-- DATA EXTRACT --
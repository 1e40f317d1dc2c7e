//! Point type alias for boundary face centroids.

use nalgebra::Point3;

/// 3D point type for face centroids and cell positions handed over by the host.
///
/// This is a simple alias for `nalgebra::Point3<f64>`; the host solver works in
/// double precision, so positions are kept as `f64` end to end.
pub type Position = Point3<f64>;
//! Atmospheric boundary layer inflow profiles.
//!
//! This module models the wind entering a CFD domain:
//! - Eurocode EN 1991-1-4 terrain categories (roughness length, minimum height)
//! - Logarithmic mean wind profile with clamped minimum height
//! - Inflow turbulence (intensity, k, ε, ω) for two-equation turbulence models
//!
//! # References
//!
//! - EN 1991-1-4:2005, Eurocode 1: Actions on structures, Part 1-4: Wind actions.
//! - Richards, P.J. & Hoxey, R.P. (1993). J. Wind Eng. Ind. Aerodyn. 46-47, 145-153.

mod terrain_category;
mod wind_profile;

pub use terrain_category::{TerrainCategory, UnknownTerrainCategory};
pub use wind_profile::{constants, ProfileSample, WindProfileConfig, WindProfileModel};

-- WORK ORDER --
Begin with the line containing "1-4: Wind actions." and repeat each line exactly until the records above end.

-- RESPONSE FOR THIS EXERCISE --
//! - EN 1991-1-4:2005, Eurocode 1: Actions on structures, Part 1-4: Wind actions.
//! - Richards, P.J. & Hoxey, R.P. (1993). J. Wind Eng. Ind. Aerodyn. 46-47, 145-153.

mod terrain_category;
mod wind_profile;

pub use terrain_category::{TerrainCategory, UnknownTerrainCategory};
pub use wind_profile::{constants, ProfileSample, WindProfileConfig, WindProfileModel};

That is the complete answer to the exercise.